_What to produce_
What you return must be an exact copy of the lines in the listing below between the line holding "a walk visits" and the line holding "pub struct SceneBox", inclusive, and nothing more.

_Source data_
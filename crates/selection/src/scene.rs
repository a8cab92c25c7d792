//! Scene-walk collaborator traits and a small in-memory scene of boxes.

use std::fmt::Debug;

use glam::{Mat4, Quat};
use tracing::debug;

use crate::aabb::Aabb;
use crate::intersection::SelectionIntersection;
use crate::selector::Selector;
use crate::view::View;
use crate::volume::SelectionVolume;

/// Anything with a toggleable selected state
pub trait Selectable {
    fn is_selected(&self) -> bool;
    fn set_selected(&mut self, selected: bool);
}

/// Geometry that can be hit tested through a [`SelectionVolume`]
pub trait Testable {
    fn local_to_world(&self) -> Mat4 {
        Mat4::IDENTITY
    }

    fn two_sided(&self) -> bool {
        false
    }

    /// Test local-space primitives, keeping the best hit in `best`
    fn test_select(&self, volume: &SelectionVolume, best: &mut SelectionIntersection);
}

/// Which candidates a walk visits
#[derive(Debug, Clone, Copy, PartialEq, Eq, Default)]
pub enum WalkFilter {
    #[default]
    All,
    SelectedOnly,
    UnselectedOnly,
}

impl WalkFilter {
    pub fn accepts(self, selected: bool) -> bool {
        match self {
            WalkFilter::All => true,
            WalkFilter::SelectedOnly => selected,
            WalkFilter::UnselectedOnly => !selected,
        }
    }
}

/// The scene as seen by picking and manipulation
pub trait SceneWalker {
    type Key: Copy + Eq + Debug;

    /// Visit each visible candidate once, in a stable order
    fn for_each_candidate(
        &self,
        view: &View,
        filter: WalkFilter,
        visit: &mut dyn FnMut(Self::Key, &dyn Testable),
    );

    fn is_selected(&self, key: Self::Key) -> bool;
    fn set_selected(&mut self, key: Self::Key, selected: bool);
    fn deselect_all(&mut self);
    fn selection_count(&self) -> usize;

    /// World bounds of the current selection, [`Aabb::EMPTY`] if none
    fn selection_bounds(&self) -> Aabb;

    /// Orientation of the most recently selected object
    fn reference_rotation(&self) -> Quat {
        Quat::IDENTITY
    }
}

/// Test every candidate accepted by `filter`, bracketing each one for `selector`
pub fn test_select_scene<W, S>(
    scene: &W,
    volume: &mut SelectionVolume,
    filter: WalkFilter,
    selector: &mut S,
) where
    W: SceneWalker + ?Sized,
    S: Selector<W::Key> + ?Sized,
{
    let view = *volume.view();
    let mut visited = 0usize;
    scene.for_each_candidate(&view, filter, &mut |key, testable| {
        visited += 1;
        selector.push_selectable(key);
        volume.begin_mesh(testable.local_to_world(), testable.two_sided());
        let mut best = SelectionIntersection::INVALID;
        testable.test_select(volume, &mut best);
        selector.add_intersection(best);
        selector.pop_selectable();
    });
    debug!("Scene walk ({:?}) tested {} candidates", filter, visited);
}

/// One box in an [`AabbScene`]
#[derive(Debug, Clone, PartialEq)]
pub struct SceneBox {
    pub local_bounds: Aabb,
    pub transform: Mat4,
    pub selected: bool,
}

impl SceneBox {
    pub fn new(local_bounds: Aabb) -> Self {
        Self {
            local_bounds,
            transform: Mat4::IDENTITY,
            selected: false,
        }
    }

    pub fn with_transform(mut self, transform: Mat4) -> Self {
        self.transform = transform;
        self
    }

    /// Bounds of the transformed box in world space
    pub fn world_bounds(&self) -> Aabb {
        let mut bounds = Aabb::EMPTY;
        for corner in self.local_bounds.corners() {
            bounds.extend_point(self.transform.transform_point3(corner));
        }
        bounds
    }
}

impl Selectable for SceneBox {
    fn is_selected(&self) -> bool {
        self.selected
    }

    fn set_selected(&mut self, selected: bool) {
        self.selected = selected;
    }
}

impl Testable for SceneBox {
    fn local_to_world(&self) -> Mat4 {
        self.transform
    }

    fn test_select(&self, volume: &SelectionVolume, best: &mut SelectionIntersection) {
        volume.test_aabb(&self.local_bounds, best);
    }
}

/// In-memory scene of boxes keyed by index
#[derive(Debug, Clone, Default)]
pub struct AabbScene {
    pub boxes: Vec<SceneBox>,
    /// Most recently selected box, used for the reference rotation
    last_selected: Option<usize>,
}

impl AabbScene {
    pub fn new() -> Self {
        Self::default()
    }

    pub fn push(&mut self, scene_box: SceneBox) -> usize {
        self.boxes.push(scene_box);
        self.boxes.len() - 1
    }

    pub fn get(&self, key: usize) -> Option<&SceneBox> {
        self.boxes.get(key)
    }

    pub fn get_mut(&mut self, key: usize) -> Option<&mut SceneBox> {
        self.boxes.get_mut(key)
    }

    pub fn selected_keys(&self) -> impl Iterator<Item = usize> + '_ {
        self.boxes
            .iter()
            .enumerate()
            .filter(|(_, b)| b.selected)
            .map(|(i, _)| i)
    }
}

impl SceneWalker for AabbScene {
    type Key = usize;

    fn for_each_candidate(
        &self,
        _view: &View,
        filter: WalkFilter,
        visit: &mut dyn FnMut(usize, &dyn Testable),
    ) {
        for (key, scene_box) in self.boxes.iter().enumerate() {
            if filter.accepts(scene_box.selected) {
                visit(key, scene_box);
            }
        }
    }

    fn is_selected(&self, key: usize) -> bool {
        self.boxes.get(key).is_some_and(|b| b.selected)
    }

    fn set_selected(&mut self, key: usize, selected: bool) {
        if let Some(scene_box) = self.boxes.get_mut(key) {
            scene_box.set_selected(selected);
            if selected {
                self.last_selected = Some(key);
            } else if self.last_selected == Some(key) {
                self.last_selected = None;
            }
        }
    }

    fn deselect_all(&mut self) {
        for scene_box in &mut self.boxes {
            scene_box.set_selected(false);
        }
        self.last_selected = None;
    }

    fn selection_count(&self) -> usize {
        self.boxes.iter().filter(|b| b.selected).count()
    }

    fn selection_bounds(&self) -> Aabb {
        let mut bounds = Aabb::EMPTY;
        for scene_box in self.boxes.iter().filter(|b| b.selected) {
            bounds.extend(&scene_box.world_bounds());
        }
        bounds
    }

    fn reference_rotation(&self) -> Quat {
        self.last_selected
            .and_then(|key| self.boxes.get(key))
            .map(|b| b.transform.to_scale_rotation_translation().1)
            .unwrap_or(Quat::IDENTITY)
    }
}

_Problem solution_
/// Which candidates a walk visits
#[derive(Debug, Clone, Copy, PartialEq, Eq, Default)]
pub enum WalkFilter {
    #[default]
    All,
    SelectedOnly,
    UnselectedOnly,
}

impl WalkFilter {
    pub fn accepts(self, selected: bool) -> bool {
        match self {
            WalkFilter::All => true,
            WalkFilter::SelectedOnly => selected,
            WalkFilter::UnselectedOnly => !selected,
        }
    }
}

/// The scene as seen by picking and manipulation
pub trait SceneWalker {
    type Key: Copy + Eq + Debug;

    /// Visit each visible candidate once, in a stable order
    fn for_each_candidate(
        &self,
        view: &View,
        filter: WalkFilter,
        visit: &mut dyn FnMut(Self::Key, &dyn Testable),
    );

    fn is_selected(&self, key: Self::Key) -> bool;
    fn set_selected(&mut self, key: Self::Key, selected: bool);
    fn deselect_all(&mut self);
    fn selection_count(&self) -> usize;

    /// World bounds of the current selection, [`Aabb::EMPTY`] if none
    fn selection_bounds(&self) -> Aabb;

    /// Orientation of the most recently selected object
    fn reference_rotation(&self) -> Quat {
        Quat::IDENTITY
    }
}

/// Test every candidate accepted by `filter`, bracketing each one for `selector`
pub fn test_select_scene<W, S>(
    scene: &W,
    volume: &mut SelectionVolume,
    filter: WalkFilter,
    selector: &mut S,
) where
    W: SceneWalker + ?Sized,
    S: Selector<W::Key> + ?Sized,
{
    let view = *volume.view();
    let mut visited = 0usize;
    scene.for_each_candidate(&view, filter, &mut |key, testable| {
        visited += 1;
        selector.push_selectable(key);
        volume.begin_mesh(testable.local_to_world(), testable.two_sided());
        let mut best = SelectionIntersection::INVALID;
        testable.test_select(volume, &mut best);
        selector.add_intersection(best);
        selector.pop_selectable();
    });
    debug!("Scene walk ({:?}) tested {} candidates", filter, visited);
}

/// One box in an [`AabbScene`]
#[derive(Debug, Clone, PartialEq)]
pub struct SceneBox {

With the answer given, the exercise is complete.